[DATASET]
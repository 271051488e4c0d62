//! Random graph generation for vending machine layouts.
//!
//! Provides the [`GraphGenerator`] entry point, which fills a zeroed
//! [`WeightMatrix`] with randomly sampled edges and then runs the
//! [`ConnectivityRepair`] pass so no machine is left without an edge.

use rand::{Rng, SeedableRng, rngs::SmallRng};
use tracing::{info, instrument};

use crate::{
    Result,
    error::GeneratorError,
    matrix::WeightMatrix,
    repair::{ConnectivityRepair, RepairReport},
    sampler::{DistanceBounds, DistanceSampler},
};

/// Percentage chance, in `0..=100`, that a candidate pair receives an edge.
///
/// # Examples
/// ```
/// use vendgraph_core::ConnectionProbability;
///
/// let probability = ConnectionProbability::new(25).expect("25% is valid");
/// assert_eq!(probability.percent(), 25);
/// assert!(probability.admits(24));
/// assert!(!probability.admits(25));
/// assert!(ConnectionProbability::new(120).is_err());
/// ```
#[derive(Debug, Clone, Copy, PartialEq, Eq)]
pub struct ConnectionProbability(u8);

impl ConnectionProbability {
    /// Validates a percentage.
    ///
    /// # Errors
    /// Returns [`GeneratorError::InvalidConnectionProbability`] when
    /// `percent` is outside `0..=100`.
    pub fn new(percent: i64) -> Result<Self> {
        u8::try_from(percent)
            .ok()
            .filter(|value| *value <= 100)
            .map(Self)
            .ok_or(GeneratorError::InvalidConnectionProbability { got: percent })
    }

    /// The percentage as an integer.
    #[must_use]
    pub const fn percent(self) -> u8 {
        self.0
    }

    /// Returns `true` when a uniform draw from `[0, 100)` selects the pair.
    #[must_use]
    pub const fn admits(self, draw: u8) -> bool {
        draw < self.0
    }
}

/// Graph produced by [`GraphGenerator::generate`].
#[derive(Debug, Clone, PartialEq)]
pub struct GeneratedGraph {
    matrix: WeightMatrix,
    repair: RepairReport,
}

impl GeneratedGraph {
    /// The finished weight matrix.
    #[must_use]
    pub const fn matrix(&self) -> &WeightMatrix {
        &self.matrix
    }

    /// Edges added by the repair pass.
    #[must_use]
    pub const fn repair(&self) -> &RepairReport {
        &self.repair
    }

    /// Consumes the result, returning the weight matrix.
    #[must_use]
    pub fn into_matrix(self) -> WeightMatrix {
        self.matrix
    }
}

/// Entry point for generating vending machine graphs.
///
/// The generator owns a random source seeded once at construction, so
/// consecutive calls to [`Self::generate`] produce different graphs while the
/// whole sequence stays reproducible from [`Self::seed`].
///
/// # Examples
/// ```
/// use vendgraph_core::GraphGeneratorBuilder;
///
/// let mut generator = GraphGeneratorBuilder::new()
///     .with_node_count(5)
///     .with_connection_probability(100)
///     .with_seed(1)
///     .build()
///     .expect("builder must succeed");
/// let graph = generator.generate().expect("generation must succeed");
/// assert_eq!(graph.matrix().edge_count(), 10);
/// assert!(graph.repair().is_empty());
/// ```
#[derive(Debug, Clone)]
pub struct GraphGenerator {
    node_count: usize,
    probability: ConnectionProbability,
    sampler: DistanceSampler,
    seed: u64,
    rng: SmallRng,
}

impl GraphGenerator {
    pub(crate) fn new(
        node_count: usize,
        probability: ConnectionProbability,
        bounds: DistanceBounds,
        seed: u64,
    ) -> Self {
        Self {
            node_count,
            probability,
            sampler: DistanceSampler::new(bounds),
            seed,
            rng: SmallRng::seed_from_u64(seed),
        }
    }

    /// Number of vending machines in generated graphs.
    #[must_use]
    pub const fn node_count(&self) -> usize {
        self.node_count
    }

    /// Probability used for the random edge pass.
    #[must_use]
    pub const fn connection_probability(&self) -> ConnectionProbability {
        self.probability
    }

    /// Range and resolution of generated weights.
    #[must_use]
    pub const fn distance_bounds(&self) -> DistanceBounds {
        *self.sampler.bounds()
    }

    /// Seed the internal random source was initialised with.
    #[must_use]
    pub const fn seed(&self) -> u64 {
        self.seed
    }

    /// Generates a graph using the generator's own random source.
    ///
    /// # Errors
    /// Returns [`GeneratorError`] only if a matrix update is rejected, which
    /// a validated generator never triggers.
    #[instrument(
        name = "generate_graph",
        skip(self),
        fields(
            node_count = self.node_count,
            probability = self.probability.percent(),
            seed = self.seed,
        ),
    )]
    pub fn generate(&mut self) -> Result<GeneratedGraph> {
        let mut rng = self.rng.clone();
        let graph = self.generate_with_rng(&mut rng)?;
        self.rng = rng;
        info!(
            edges = graph.matrix.edge_count(),
            repaired = graph.repair.repaired_count(),
            "generated vending machine graph"
        );
        Ok(graph)
    }

    /// Generates a graph drawing randomness from `rng`.
    ///
    /// Visits every pair `(i, j)` with `i < j` in row-major order. A pair
    /// without an edge receives one when a uniform draw from `[0, 100)` is
    /// below the connection probability. The repair pass then links any
    /// node left isolated.
    ///
    /// # Errors
    /// Returns [`GeneratorError`] only if a matrix update is rejected.
    ///
    /// # Examples
    /// ```
    /// use rand::{SeedableRng, rngs::SmallRng};
    /// use vendgraph_core::GraphGeneratorBuilder;
    ///
    /// let generator = GraphGeneratorBuilder::new()
    ///     .with_node_count(4)
    ///     .with_connection_probability(0)
    ///     .build()
    ///     .expect("builder must succeed");
    /// let mut rng = SmallRng::seed_from_u64(21);
    /// let graph = generator.generate_with_rng(&mut rng).expect("generation must succeed");
    /// assert!((2..=4).contains(&graph.matrix().edge_count()));
    /// assert_eq!(graph.repair().repaired_count(), graph.matrix().edge_count());
    /// ```
    pub fn generate_with_rng<R: Rng + ?Sized>(&self, rng: &mut R) -> Result<GeneratedGraph> {
        let mut matrix = WeightMatrix::zeroed(self.node_count)?;
        let floor = f64::from(self.sampler.bounds().min_distance());

        for row in 0..self.node_count {
            for column in (row + 1)..self.node_count {
                let unconnected = matrix.weight(row, column).is_some_and(|weight| weight < floor);
                if unconnected && self.probability.admits(rng.gen_range(0..100)) {
                    matrix.set_symmetric(row, column, self.sampler.sample(rng))?;
                }
            }
        }

        let repair = ConnectivityRepair::new(self.sampler).repair(&mut matrix, rng)?;
        Ok(GeneratedGraph { matrix, repair })
    }
}

#[cfg(test)]
mod tests {
    use super::*;

    use rstest::rstest;

    use crate::builder::GraphGeneratorBuilder;

    fn generator(node_count: usize, percent: i64, seed: u64) -> GraphGenerator {
        GraphGeneratorBuilder::new()
            .with_node_count(node_count)
            .with_connection_probability(percent)
            .with_seed(seed)
            .build()
            .expect("configuration is valid")
    }

    #[rstest]
    #[case(-5)]
    #[case(256)]
    #[case(101)]
    fn connection_probability_rejects_out_of_range(#[case] percent: i64) {
        assert_eq!(
            ConnectionProbability::new(percent),
            Err(GeneratorError::InvalidConnectionProbability { got: percent })
        );
    }

    #[rstest]
    fn zero_probability_admits_nothing_and_full_admits_everything() {
        let never = ConnectionProbability::new(0).expect("valid");
        let always = ConnectionProbability::new(100).expect("valid");
        assert!((0..100).all(|draw| !never.admits(draw)));
        assert!((0..100).all(|draw| always.admits(draw)));
    }

    #[rstest]
    fn same_seed_reproduces_the_same_graph() {
        let first = generator(20, 35, 77).generate().expect("generation");
        let second = generator(20, 35, 77).generate().expect("generation");
        assert_eq!(first, second);
    }

    #[rstest]
    fn consecutive_calls_advance_the_random_source() {
        let mut generator = generator(20, 35, 77);
        let first = generator.generate().expect("generation");
        let second = generator.generate().expect("generation");
        assert_ne!(first.matrix(), second.matrix());
    }

    #[rstest]
    fn full_probability_needs_no_repair() {
        let graph = generator(8, 100, 3).generate().expect("generation");
        assert_eq!(graph.matrix().edge_count(), 8 * 7 / 2);
        assert!(graph.repair().is_empty());
    }

    #[rstest]
    fn zero_probability_edges_all_come_from_repair() {
        let graph = generator(12, 0, 9).generate().expect("generation");
        let repaired: Vec<(usize, usize)> = graph
            .repair()
            .edges()
            .iter()
            .map(|edge| (edge.node.min(edge.partner), edge.node.max(edge.partner)))
            .collect();
        for (row, column, _) in graph.matrix().edges() {
            assert!(repaired.contains(&(row, column)));
        }
        assert!((0..12).all(|node| graph.matrix().degree(node) >= 1));
    }
}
[/DATASET]
* [YOUR INSTRUCTIONS]: Everything in the material above from the line that has "pub fn into_matrix(self)" through the line that has "at construction, so" must be duplicated exactly, with no other lines given.

* [OUTPUT OF THE EXERCISE]:
    pub fn into_matrix(self) -> WeightMatrix {
        self.matrix
    }
}

/// Entry point for generating vending machine graphs.
///
/// The generator owns a random source seeded once at construction, so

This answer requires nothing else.